Start of Material for this task

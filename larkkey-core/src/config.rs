//! Config file persistence.
//!
//! The config is a single JSON file loaded once per invocation. Only
//! credential/config mutating commands write it back; every other command
//! may at most refresh the cached tokens as a side effect.
//!
//! # Storage Location
//!
//! `~/.config/larkkey/config.json` on Linux, the platform equivalent
//! elsewhere, overridable with `LARKKEY_CONFIG`.
//!
//! # Concurrency
//!
//! Two processes refreshing at the same time both write the file; the last
//! writer wins. Writes are atomic (temp file + rename), so the file is never
//! left half-written.

use parking_lot::RwLock;
use std::fs;
use std::io::Write;
use std::path::{Path, PathBuf};
use thiserror::Error;

use crate::model::PersistedConfig;
use crate::store::Secret;

/// Environment variable naming an explicit config path.
pub const CONFIG_PATH_ENV: &str = "LARKKEY_CONFIG";

/// Known platforms and their API base URLs.
pub const PLATFORMS: &[(&str, &str)] = &[
    ("feishu", "https://open.feishu.cn"),
    ("lark", "https://open.larksuite.com"),
];

/// Error type for config file operations.
#[derive(Debug, Error)]
pub enum ConfigError {
    /// I/O error reading or writing the config file.
    #[error("I/O error on {path}: {source}")]
    Io {
        path: PathBuf,
        #[source]
        source: std::io::Error,
    },

    /// JSON serialization/deserialization error.
    #[error("invalid config file {path}: {source}")]
    Json {
        path: PathBuf,
        #[source]
        source: serde_json::Error,
    },

    /// Configuration directory not available.
    #[error("configuration directory not available")]
    ConfigDirUnavailable,

    /// A base URL or platform name could not be understood.
    #[error("invalid base URL '{value}': {message}")]
    InvalidBaseUrl { value: String, message: String },
}

/// The loaded config plus where it came from.
///
/// [`update`](Self::update) applies a change to a copy, writes the copy,
/// and only publishes it in memory once the write succeeded. A failed write
/// leaves both memory and disk unchanged.
#[derive(Debug)]
pub struct ConfigState {
    path: Option<PathBuf>,
    config: RwLock<PersistedConfig>,
}

impl ConfigState {
    /// Default config path, honouring `LARKKEY_CONFIG`.
    pub fn default_path() -> Result<PathBuf, ConfigError> {
        if let Ok(path) = std::env::var(CONFIG_PATH_ENV) {
            if !path.trim().is_empty() {
                return Ok(PathBuf::from(path));
            }
        }

        let dirs = directories::ProjectDirs::from("com", "larksuite", "larkkey")
            .ok_or(ConfigError::ConfigDirUnavailable)?;
        Ok(dirs.config_dir().join("config.json"))
    }

    /// Load the config from a path. A missing file yields an empty config.
    pub fn load(path: impl Into<PathBuf>) -> Result<Self, ConfigError> {
        let path = path.into();
        let config = if path.exists() {
            let contents = fs::read_to_string(&path).map_err(|source| ConfigError::Io {
                path: path.clone(),
                source,
            })?;
            if contents.trim().is_empty() {
                PersistedConfig::default()
            } else {
                serde_json::from_str(&contents).map_err(|source| ConfigError::Json {
                    path: path.clone(),
                    source,
                })?
            }
        } else {
            PersistedConfig::default()
        };

        tracing::debug!("Loaded config from {}", path.display());

        Ok(Self {
            path: Some(path),
            config: RwLock::new(config),
        })
    }

    /// A state that is never written to disk.
    pub fn in_memory(config: PersistedConfig) -> Self {
        Self {
            path: None,
            config: RwLock::new(config),
        }
    }

    pub fn path(&self) -> Option<&Path> {
        self.path.as_deref()
    }

    /// Clone of the current config.
    pub fn snapshot(&self) -> PersistedConfig {
        self.config.read().clone()
    }

    /// Read from the current config without cloning it.
    pub fn read<R>(&self, f: impl FnOnce(&PersistedConfig) -> R) -> R {
        f(&self.config.read())
    }

    /// Apply `f`, persist the result, then publish it.
    pub fn update<R>(&self, f: impl FnOnce(&mut PersistedConfig) -> R) -> Result<R, ConfigError> {
        let mut guard = self.config.write();
        let mut next = guard.clone();
        let result = f(&mut next);

        if let Some(path) = &self.path {
            write_config(path, &next)?;
            tracing::debug!("Saved config to {}", path.display());
        }

        *guard = next;
        Ok(result)
    }
}

/// Write the config atomically with owner-only permissions.
fn write_config(path: &Path, config: &PersistedConfig) -> Result<(), ConfigError> {
    let io_err = |source| ConfigError::Io {
        path: path.to_path_buf(),
        source,
    };

    if let Some(parent) = path.parent() {
        if !parent.as_os_str().is_empty() {
            fs::create_dir_all(parent).map_err(io_err)?;
        }
    }

    let contents = serde_json::to_string_pretty(config).map_err(|source| ConfigError::Json {
        path: path.to_path_buf(),
        source,
    })?;

    let tmp = path.with_extension("json.tmp");
    {
        let mut file = fs::File::create(&tmp).map_err(io_err)?;

        #[cfg(unix)]
        {
            use std::os::unix::fs::PermissionsExt;
            file.set_permissions(fs::Permissions::from_mode(0o600))
                .map_err(io_err)?;
        }

        file.write_all(contents.as_bytes()).map_err(io_err)?;
        file.sync_all().map_err(io_err)?;
    }
    fs::rename(&tmp, path).map_err(io_err)?;

    Ok(())
}

/// Turn a platform alias or URL into a normalized base URL.
pub fn normalize_base_url(value: &str) -> Result<String, ConfigError> {
    let trimmed = value.trim();
    if let Some((_, url)) = PLATFORMS
        .iter()
        .find(|(name, _)| name.eq_ignore_ascii_case(trimmed))
    {
        return Ok((*url).to_string());
    }

    let parsed = url::Url::parse(trimmed).map_err(|e| ConfigError::InvalidBaseUrl {
        value: value.to_string(),
        message: e.to_string(),
    })?;
    if !matches!(parsed.scheme(), "http" | "https") || parsed.host_str().is_none() {
        return Err(ConfigError::InvalidBaseUrl {
            value: value.to_string(),
            message: "expected an absolute http(s) URL or one of: feishu, lark".to_string(),
        });
    }

    Ok(trimmed.trim_end_matches('/').to_string())
}

/// Platform alias of a base URL, if it is a known one.
pub fn platform_name(base_url: &str) -> Option<&'static str> {
    PLATFORMS
        .iter()
        .find(|(_, url)| *url == base_url)
        .map(|(name, _)| *name)
}

/// Values read from the environment at startup.
///
/// Only consulted when the corresponding config value is empty; never
/// overrides a flag or a persisted value.
#[derive(Debug, Clone, Default)]
pub struct EnvFallback {
    pub app_id: Option<String>,
    pub app_secret: Option<Secret>,
    pub user_access_token: Option<Secret>,
}

impl EnvFallback {
    pub const APP_ID: &'static str = "LARK_APP_ID";
    pub const APP_SECRET: &'static str = "LARK_APP_SECRET";
    pub const USER_ACCESS_TOKEN: &'static str = "LARK_USER_ACCESS_TOKEN";

    /// Capture the fallbacks from the process environment.
    pub fn from_env() -> Self {
        fn non_empty(name: &str) -> Option<String> {
            std::env::var(name)
                .ok()
                .map(|v| v.trim().to_string())
                .filter(|v| !v.is_empty())
        }

        Self {
            app_id: non_empty(Self::APP_ID),
            app_secret: non_empty(Self::APP_SECRET).map(Secret::new),
            user_access_token: non_empty(Self::USER_ACCESS_TOKEN).map(Secret::new),
        }
    }
}

#[cfg(test)]
mod tests {
    use super::*;
    use crate::model::{DEFAULT_ACCOUNT, UserAccount};
    use tempfile::TempDir;

    fn test_state() -> (ConfigState, TempDir) {
        let temp_dir = TempDir::new().unwrap();
        let path = temp_dir.path().join("nested").join("config.json");
        let state = ConfigState::load(path).unwrap();
        (state, temp_dir)
    }

    #[test]
    fn test_missing_file_loads_empty_config() {
        let (state, _temp) = test_state();
        assert_eq!(state.snapshot(), PersistedConfig::default());
        assert!(!state.path().unwrap().exists());
    }

    #[test]
    fn test_update_persists_and_reloads() {
        let (state, _temp) = test_state();
        state
            .update(|c| {
                c.app_id = "cli_a1".to_string();
                c.user_accounts
                    .insert(DEFAULT_ACCOUNT.to_string(), UserAccount::default());
            })
            .unwrap();

        let reloaded = ConfigState::load(state.path().unwrap()).unwrap();
        assert_eq!(reloaded.snapshot().app_id, "cli_a1");
        assert!(reloaded.snapshot().account(DEFAULT_ACCOUNT).is_some());
    }

    #[cfg(unix)]
    #[test]
    fn test_written_file_is_owner_only() {
        use std::os::unix::fs::PermissionsExt;

        let (state, _temp) = test_state();
        state.update(|c| c.app_secret = "s".to_string()).unwrap();

        let mode = fs::metadata(state.path().unwrap())
            .unwrap()
            .permissions()
            .mode();
        assert_eq!(mode & 0o777, 0o600);
    }

    #[test]
    fn test_failed_write_leaves_memory_unchanged() {
        let temp_dir = TempDir::new().unwrap();
        // A directory where the file should be makes the rename fail.
        let path = temp_dir.path().join("config.json");
        fs::create_dir_all(path.join("occupied")).unwrap();
        let blocked = ConfigState {
            path: Some(path),
            config: RwLock::new(PersistedConfig::default()),
        };

        let result = blocked.update(|c| c.app_id = "cli_new".to_string());
        assert!(result.is_err());
        assert!(blocked.snapshot().app_id.is_empty());
    }

    #[test]
    fn test_normalize_base_url() {
        assert_eq!(
            normalize_base_url("lark").unwrap(),
            "https://open.larksuite.com"
        );
        assert_eq!(
            normalize_base_url("https://open.example.com/").unwrap(),
            "https://open.example.com"
        );
        assert!(normalize_base_url("ftp://example.com").is_err());
        assert!(normalize_base_url("not a url").is_err());
        assert_eq!(platform_name("https://open.feishu.cn"), Some("feishu"));
        assert_eq!(platform_name("https://open.example.com"), None);
    }
}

End of Material for this task

_Work task_: Lines holding "alias": copy each one from the records above.

_Exercise answer_:
/// Turn a platform alias or URL into a normalized base URL.
/// Platform alias of a base URL, if it is a known one.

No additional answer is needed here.